▸ Task prompt
Count the lines of the data below that include the string "malformed", and provide nothing but the result.

▸ Entries supplied
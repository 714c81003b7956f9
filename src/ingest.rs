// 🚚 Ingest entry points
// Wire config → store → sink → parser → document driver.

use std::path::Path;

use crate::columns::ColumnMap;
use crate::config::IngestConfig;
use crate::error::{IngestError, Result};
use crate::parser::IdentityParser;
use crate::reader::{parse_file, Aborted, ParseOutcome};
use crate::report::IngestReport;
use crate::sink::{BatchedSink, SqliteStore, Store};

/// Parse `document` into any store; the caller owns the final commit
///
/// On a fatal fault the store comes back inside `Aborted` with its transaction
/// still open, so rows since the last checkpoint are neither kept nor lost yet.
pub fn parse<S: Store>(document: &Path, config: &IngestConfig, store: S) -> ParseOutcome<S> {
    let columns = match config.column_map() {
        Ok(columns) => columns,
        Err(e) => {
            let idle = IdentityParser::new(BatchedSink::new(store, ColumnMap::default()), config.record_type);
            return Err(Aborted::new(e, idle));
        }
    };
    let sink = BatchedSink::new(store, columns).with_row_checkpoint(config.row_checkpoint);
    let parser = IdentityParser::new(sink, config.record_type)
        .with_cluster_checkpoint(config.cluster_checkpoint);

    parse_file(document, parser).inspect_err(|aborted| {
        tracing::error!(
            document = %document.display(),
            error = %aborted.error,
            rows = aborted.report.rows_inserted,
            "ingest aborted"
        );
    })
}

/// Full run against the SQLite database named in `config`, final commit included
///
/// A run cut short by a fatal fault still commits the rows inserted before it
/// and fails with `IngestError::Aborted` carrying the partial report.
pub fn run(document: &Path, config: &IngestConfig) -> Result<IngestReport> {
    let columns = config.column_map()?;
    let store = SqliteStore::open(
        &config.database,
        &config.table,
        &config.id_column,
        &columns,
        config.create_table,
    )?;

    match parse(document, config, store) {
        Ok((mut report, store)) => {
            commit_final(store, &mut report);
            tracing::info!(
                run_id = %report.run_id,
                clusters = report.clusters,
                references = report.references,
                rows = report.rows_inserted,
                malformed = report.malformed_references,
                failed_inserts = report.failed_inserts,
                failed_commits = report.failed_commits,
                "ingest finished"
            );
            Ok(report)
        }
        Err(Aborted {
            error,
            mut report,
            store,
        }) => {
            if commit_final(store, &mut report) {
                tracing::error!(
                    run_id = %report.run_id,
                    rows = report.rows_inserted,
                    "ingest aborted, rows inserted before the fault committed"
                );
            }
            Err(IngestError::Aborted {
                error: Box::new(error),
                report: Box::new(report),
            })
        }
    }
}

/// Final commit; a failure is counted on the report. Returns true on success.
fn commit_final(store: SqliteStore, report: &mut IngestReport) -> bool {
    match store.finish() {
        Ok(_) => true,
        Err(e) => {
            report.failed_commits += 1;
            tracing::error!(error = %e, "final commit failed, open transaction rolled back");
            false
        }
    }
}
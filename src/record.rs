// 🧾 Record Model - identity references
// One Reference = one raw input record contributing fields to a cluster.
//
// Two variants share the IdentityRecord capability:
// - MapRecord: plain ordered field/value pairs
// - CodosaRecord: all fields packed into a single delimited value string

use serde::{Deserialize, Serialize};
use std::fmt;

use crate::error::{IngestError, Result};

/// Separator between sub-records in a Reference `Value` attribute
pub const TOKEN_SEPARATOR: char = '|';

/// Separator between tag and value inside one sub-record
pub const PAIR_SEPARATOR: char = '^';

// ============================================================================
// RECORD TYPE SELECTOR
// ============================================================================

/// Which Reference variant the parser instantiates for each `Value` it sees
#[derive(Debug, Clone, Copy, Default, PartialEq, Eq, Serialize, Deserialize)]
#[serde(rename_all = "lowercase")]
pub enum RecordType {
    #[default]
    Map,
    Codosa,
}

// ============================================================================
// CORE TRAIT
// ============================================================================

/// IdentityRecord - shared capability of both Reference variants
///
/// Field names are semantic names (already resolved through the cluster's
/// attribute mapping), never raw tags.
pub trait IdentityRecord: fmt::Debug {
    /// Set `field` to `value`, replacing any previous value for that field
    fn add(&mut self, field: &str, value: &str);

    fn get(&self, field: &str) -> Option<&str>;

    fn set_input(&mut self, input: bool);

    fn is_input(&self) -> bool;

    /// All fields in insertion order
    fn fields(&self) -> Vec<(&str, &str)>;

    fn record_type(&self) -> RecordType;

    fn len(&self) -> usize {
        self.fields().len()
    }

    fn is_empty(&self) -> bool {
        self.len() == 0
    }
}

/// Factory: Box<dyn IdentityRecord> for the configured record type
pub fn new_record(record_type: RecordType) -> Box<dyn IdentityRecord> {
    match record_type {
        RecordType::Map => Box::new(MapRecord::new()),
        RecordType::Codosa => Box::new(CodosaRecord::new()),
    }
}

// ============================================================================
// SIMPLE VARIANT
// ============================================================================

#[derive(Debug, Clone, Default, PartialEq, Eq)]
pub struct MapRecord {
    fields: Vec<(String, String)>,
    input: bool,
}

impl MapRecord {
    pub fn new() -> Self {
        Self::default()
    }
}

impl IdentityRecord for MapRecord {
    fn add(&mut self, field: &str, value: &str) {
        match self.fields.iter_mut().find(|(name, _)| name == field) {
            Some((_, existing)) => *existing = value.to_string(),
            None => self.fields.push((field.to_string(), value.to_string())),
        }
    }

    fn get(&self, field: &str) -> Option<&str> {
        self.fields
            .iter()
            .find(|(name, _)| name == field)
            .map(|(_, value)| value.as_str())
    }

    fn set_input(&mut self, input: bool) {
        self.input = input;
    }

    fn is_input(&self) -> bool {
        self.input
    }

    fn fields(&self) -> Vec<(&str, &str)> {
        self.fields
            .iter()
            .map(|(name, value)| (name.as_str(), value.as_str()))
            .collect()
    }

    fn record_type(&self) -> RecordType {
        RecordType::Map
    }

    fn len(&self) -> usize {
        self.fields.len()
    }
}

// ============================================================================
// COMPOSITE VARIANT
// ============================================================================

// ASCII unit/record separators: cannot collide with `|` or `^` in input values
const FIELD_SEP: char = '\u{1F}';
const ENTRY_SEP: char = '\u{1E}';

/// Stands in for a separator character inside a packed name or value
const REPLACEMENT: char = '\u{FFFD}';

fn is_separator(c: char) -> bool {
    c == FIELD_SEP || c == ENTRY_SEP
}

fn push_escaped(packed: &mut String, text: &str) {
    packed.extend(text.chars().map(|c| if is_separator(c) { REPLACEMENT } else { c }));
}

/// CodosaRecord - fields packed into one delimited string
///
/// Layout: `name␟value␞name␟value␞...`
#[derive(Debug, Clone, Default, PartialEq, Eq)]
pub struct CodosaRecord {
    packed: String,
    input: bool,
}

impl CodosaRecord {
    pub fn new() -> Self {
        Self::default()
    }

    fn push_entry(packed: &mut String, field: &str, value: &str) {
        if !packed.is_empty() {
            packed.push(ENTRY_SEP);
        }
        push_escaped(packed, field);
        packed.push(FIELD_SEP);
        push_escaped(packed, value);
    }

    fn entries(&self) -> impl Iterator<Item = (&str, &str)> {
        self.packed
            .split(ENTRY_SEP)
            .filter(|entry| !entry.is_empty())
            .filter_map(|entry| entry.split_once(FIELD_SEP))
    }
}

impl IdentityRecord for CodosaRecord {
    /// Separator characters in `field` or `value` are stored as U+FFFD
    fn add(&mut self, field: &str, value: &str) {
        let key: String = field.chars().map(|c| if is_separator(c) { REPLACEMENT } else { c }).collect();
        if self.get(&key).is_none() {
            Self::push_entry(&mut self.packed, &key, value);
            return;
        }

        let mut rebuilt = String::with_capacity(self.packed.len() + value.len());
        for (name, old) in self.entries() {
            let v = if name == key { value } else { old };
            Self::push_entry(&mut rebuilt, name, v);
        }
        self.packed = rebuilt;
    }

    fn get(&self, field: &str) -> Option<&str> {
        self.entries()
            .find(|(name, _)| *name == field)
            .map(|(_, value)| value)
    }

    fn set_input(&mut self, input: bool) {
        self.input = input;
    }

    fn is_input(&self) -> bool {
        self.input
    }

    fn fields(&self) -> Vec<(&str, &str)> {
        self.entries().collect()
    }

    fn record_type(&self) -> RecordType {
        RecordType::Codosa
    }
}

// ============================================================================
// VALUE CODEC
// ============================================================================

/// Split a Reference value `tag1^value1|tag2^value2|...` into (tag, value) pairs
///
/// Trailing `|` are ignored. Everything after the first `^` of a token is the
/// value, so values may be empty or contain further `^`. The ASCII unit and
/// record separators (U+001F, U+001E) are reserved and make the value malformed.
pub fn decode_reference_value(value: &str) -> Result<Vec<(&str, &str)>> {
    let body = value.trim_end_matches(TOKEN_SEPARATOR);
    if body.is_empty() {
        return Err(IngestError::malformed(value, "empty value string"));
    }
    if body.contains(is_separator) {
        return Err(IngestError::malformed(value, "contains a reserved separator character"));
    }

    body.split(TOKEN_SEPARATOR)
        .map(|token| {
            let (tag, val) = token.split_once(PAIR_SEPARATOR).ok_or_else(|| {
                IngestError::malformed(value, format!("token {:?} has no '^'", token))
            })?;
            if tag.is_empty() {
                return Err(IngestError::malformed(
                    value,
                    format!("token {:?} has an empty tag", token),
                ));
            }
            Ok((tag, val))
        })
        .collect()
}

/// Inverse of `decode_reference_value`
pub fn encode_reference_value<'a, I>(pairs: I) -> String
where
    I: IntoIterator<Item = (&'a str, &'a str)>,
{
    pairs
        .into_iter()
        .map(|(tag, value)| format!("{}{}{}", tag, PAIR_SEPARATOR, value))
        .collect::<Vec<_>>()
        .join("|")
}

* * *

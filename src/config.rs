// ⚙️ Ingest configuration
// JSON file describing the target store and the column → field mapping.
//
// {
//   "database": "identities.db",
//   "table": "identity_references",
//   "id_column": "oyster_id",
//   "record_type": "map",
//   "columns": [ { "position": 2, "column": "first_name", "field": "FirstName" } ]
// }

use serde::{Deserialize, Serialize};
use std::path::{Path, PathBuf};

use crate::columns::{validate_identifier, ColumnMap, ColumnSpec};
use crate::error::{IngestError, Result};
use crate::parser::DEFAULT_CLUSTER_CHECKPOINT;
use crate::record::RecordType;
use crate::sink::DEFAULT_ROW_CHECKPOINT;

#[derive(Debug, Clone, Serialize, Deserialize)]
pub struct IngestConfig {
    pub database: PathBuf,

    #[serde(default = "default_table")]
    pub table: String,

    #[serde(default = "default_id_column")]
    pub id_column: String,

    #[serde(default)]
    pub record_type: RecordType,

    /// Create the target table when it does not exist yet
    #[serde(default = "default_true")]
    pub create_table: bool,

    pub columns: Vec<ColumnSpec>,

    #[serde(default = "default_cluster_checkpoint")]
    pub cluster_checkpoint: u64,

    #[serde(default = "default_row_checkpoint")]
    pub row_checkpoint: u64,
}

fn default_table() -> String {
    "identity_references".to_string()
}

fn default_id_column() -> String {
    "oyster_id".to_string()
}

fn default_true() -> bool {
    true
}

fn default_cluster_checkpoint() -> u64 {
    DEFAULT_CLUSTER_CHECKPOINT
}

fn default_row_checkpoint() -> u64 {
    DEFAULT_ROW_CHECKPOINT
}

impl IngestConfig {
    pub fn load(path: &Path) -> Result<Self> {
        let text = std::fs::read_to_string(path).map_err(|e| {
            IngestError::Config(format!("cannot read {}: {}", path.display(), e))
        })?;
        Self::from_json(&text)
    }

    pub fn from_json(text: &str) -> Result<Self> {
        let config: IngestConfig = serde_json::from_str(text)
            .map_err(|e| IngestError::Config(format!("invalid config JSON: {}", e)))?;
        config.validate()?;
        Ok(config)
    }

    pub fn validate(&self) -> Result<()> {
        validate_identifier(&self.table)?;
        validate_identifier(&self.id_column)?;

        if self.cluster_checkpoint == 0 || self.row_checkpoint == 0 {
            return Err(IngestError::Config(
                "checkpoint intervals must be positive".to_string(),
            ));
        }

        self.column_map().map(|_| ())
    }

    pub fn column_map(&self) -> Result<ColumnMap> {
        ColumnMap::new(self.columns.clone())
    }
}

...

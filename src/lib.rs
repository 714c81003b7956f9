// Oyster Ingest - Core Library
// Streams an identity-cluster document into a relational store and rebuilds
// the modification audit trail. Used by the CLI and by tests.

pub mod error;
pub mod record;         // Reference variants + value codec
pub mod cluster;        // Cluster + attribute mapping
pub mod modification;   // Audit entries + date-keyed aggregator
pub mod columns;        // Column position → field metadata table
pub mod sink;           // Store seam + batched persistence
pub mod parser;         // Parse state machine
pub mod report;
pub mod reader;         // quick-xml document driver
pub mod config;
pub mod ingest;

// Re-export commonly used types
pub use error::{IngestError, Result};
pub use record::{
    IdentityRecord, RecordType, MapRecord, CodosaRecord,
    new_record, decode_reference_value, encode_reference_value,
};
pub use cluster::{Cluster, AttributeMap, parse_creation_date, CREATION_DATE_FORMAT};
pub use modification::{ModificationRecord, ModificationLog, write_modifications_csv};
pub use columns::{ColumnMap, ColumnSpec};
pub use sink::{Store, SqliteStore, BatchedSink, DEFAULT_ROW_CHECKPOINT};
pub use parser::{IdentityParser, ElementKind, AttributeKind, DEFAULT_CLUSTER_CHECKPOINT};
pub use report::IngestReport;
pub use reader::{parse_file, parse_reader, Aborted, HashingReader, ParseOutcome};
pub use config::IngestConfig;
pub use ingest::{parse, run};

▸ Worked solution
6